■ **WHAT YOU SHOULD DO**: Nothing but the data, repeated exactly, belongs in the answer.

* * * * *

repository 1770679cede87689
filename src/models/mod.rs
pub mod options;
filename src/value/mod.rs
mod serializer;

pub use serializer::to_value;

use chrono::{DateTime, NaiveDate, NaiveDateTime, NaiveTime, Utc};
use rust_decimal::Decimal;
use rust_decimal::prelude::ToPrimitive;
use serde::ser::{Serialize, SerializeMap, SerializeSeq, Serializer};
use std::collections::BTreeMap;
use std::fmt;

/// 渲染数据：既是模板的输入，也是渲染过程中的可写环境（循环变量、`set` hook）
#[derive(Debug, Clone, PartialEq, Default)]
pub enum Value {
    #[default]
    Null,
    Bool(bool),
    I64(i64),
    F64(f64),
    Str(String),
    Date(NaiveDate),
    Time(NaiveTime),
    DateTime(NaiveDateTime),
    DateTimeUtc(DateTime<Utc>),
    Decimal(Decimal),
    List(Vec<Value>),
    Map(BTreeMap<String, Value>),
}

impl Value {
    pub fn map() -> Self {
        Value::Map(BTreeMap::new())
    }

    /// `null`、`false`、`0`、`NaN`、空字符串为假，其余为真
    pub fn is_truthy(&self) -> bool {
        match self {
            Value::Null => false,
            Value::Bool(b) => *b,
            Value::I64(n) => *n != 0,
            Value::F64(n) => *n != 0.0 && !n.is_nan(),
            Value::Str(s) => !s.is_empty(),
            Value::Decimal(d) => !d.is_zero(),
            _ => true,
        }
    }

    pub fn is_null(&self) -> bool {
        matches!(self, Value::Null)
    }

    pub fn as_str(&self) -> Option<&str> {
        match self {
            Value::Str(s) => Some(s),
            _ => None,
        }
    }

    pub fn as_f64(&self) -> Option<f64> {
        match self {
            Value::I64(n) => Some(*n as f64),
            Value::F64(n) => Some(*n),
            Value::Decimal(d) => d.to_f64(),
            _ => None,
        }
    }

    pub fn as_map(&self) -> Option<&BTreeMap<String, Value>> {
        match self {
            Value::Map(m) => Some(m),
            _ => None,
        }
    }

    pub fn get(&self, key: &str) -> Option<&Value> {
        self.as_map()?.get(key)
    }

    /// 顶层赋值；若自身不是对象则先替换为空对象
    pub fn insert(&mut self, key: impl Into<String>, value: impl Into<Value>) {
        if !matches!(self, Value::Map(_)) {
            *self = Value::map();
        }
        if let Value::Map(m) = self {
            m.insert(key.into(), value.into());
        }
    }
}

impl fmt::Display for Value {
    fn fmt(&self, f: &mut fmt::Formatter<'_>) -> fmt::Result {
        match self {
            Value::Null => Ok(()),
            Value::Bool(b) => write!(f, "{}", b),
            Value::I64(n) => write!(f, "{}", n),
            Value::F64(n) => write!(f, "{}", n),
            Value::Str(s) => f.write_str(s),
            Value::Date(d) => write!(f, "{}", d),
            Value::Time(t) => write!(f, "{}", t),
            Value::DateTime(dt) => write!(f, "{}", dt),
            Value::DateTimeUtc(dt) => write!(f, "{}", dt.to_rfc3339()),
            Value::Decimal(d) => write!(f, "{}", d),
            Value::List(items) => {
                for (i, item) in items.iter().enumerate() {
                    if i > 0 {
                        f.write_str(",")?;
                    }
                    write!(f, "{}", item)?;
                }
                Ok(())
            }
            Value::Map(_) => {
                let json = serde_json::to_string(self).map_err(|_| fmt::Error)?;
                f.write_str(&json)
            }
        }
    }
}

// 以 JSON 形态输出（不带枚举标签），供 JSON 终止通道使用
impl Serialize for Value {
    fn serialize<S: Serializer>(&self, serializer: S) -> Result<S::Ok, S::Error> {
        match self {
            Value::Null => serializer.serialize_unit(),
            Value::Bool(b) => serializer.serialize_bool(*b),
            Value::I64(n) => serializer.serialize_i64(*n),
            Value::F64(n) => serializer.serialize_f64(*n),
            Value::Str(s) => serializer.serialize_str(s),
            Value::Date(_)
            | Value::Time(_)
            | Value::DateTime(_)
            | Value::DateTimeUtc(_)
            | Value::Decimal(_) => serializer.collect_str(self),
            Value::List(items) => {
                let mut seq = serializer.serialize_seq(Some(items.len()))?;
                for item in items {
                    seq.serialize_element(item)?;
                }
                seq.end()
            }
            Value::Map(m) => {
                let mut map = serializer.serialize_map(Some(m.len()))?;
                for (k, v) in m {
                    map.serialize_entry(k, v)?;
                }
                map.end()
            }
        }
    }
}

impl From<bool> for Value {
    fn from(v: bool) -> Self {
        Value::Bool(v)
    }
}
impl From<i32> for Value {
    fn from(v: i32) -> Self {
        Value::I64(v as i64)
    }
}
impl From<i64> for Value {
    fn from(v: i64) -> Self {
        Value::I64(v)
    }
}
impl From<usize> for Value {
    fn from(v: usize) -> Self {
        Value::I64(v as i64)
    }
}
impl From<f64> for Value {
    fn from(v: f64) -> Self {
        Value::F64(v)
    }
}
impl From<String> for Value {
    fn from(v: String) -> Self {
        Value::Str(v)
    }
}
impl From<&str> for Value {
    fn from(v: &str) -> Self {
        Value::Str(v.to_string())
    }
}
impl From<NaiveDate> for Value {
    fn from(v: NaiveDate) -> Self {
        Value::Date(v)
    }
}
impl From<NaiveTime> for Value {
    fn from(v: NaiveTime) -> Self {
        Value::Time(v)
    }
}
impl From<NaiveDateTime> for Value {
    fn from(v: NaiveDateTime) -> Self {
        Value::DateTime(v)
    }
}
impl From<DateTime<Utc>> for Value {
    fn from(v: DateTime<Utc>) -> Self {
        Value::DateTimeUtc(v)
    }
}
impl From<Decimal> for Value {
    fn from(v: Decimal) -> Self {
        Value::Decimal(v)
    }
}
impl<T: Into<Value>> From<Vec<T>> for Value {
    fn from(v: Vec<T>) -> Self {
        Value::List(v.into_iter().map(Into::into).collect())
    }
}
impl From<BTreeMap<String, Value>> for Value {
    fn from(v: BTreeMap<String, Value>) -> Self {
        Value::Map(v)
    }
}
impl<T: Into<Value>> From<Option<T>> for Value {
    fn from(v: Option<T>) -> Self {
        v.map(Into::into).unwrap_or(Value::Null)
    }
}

* * * * *

■ **ANSWER SPACE**:
repository 1770679cede87689
filename src/models/mod.rs
pub mod options;
filename src/value/mod.rs
mod serializer;

pub use serializer::to_value;

use chrono::{DateTime, NaiveDate, NaiveDateTime, NaiveTime, Utc};
use rust_decimal::Decimal;
use rust_decimal::prelude::ToPrimitive;
use serde::ser::{Serialize, SerializeMap, SerializeSeq, Serializer};
use std::collections::BTreeMap;
use std::fmt;

/// 渲染数据：既是模板的输入，也是渲染过程中的可写环境（循环变量、`set` hook）
#[derive(Debug, Clone, PartialEq, Default)]
pub enum Value {
    #[default]
    Null,
    Bool(bool),
    I64(i64),
    F64(f64),
    Str(String),
    Date(NaiveDate),
    Time(NaiveTime),
    DateTime(NaiveDateTime),
    DateTimeUtc(DateTime<Utc>),
    Decimal(Decimal),
    List(Vec<Value>),
    Map(BTreeMap<String, Value>),
}

impl Value {
    pub fn map() -> Self {
        Value::Map(BTreeMap::new())
    }

    /// `null`、`false`、`0`、`NaN`、空字符串为假，其余为真
    pub fn is_truthy(&self) -> bool {
        match self {
            Value::Null => false,
            Value::Bool(b) => *b,
            Value::I64(n) => *n != 0,
            Value::F64(n) => *n != 0.0 && !n.is_nan(),
            Value::Str(s) => !s.is_empty(),
            Value::Decimal(d) => !d.is_zero(),
            _ => true,
        }
    }

    pub fn is_null(&self) -> bool {
        matches!(self, Value::Null)
    }

    pub fn as_str(&self) -> Option<&str> {
        match self {
            Value::Str(s) => Some(s),
            _ => None,
        }
    }

    pub fn as_f64(&self) -> Option<f64> {
        match self {
            Value::I64(n) => Some(*n as f64),
            Value::F64(n) => Some(*n),
            Value::Decimal(d) => d.to_f64(),
            _ => None,
        }
    }

    pub fn as_map(&self) -> Option<&BTreeMap<String, Value>> {
        match self {
            Value::Map(m) => Some(m),
            _ => None,
        }
    }

    pub fn get(&self, key: &str) -> Option<&Value> {
        self.as_map()?.get(key)
    }

    /// 顶层赋值；若自身不是对象则先替换为空对象
    pub fn insert(&mut self, key: impl Into<String>, value: impl Into<Value>) {
        if !matches!(self, Value::Map(_)) {
            *self = Value::map();
        }
        if let Value::Map(m) = self {
            m.insert(key.into(), value.into());
        }
    }
}

impl fmt::Display for Value {
    fn fmt(&self, f: &mut fmt::Formatter<'_>) -> fmt::Result {
        match self {
            Value::Null => Ok(()),
            Value::Bool(b) => write!(f, "{}", b),
            Value::I64(n) => write!(f, "{}", n),
            Value::F64(n) => write!(f, "{}", n),
            Value::Str(s) => f.write_str(s),
            Value::Date(d) => write!(f, "{}", d),
            Value::Time(t) => write!(f, "{}", t),
            Value::DateTime(dt) => write!(f, "{}", dt),
            Value::DateTimeUtc(dt) => write!(f, "{}", dt.to_rfc3339()),
            Value::Decimal(d) => write!(f, "{}", d),
            Value::List(items) => {
                for (i, item) in items.iter().enumerate() {
                    if i > 0 {
                        f.write_str(",")?;
                    }
                    write!(f, "{}", item)?;
                }
                Ok(())
            }
            Value::Map(_) => {
                let json = serde_json::to_string(self).map_err(|_| fmt::Error)?;
                f.write_str(&json)
            }
        }
    }
}

// 以 JSON 形态输出（不带枚举标签），供 JSON 终止通道使用
impl Serialize for Value {
    fn serialize<S: Serializer>(&self, serializer: S) -> Result<S::Ok, S::Error> {
        match self {
            Value::Null => serializer.serialize_unit(),
            Value::Bool(b) => serializer.serialize_bool(*b),
            Value::I64(n) => serializer.serialize_i64(*n),
            Value::F64(n) => serializer.serialize_f64(*n),
            Value::Str(s) => serializer.serialize_str(s),
            Value::Date(_)
            | Value::Time(_)
            | Value::DateTime(_)
            | Value::DateTimeUtc(_)
            | Value::Decimal(_) => serializer.collect_str(self),
            Value::List(items) => {
                let mut seq = serializer.serialize_seq(Some(items.len()))?;
                for item in items {
                    seq.serialize_element(item)?;
                }
                seq.end()
            }
            Value::Map(m) => {
                let mut map = serializer.serialize_map(Some(m.len()))?;
                for (k, v) in m {
                    map.serialize_entry(k, v)?;
                }
                map.end()
            }
        }
    }
}

impl From<bool> for Value {
    fn from(v: bool) -> Self {
        Value::Bool(v)
    }
}
impl From<i32> for Value {
    fn from(v: i32) -> Self {
        Value::I64(v as i64)
    }
}
impl From<i64> for Value {
    fn from(v: i64) -> Self {
        Value::I64(v)
    }
}
impl From<usize> for Value {
    fn from(v: usize) -> Self {
        Value::I64(v as i64)
    }
}
impl From<f64> for Value {
    fn from(v: f64) -> Self {
        Value::F64(v)
    }
}
impl From<String> for Value {
    fn from(v: String) -> Self {
        Value::Str(v)
    }
}
impl From<&str> for Value {
    fn from(v: &str) -> Self {
        Value::Str(v.to_string())
    }
}
impl From<NaiveDate> for Value {
    fn from(v: NaiveDate) -> Self {
        Value::Date(v)
    }
}
impl From<NaiveTime> for Value {
    fn from(v: NaiveTime) -> Self {
        Value::Time(v)
    }
}
impl From<NaiveDateTime> for Value {
    fn from(v: NaiveDateTime) -> Self {
        Value::DateTime(v)
    }
}
impl From<DateTime<Utc>> for Value {
    fn from(v: DateTime<Utc>) -> Self {
        Value::DateTimeUtc(v)
    }
}
impl From<Decimal> for Value {
    fn from(v: Decimal) -> Self {
        Value::Decimal(v)
    }
}
impl<T: Into<Value>> From<Vec<T>> for Value {
    fn from(v: Vec<T>) -> Self {
        Value::List(v.into_iter().map(Into::into).collect())
    }
}
impl From<BTreeMap<String, Value>> for Value {
    fn from(v: BTreeMap<String, Value>) -> Self {
        Value::Map(v)
    }
}
impl<T: Into<Value>> From<Option<T>> for Value {
    fn from(v: Option<T>) -> Self {
        v.map(Into::into).unwrap_or(Value::Null)
    }
}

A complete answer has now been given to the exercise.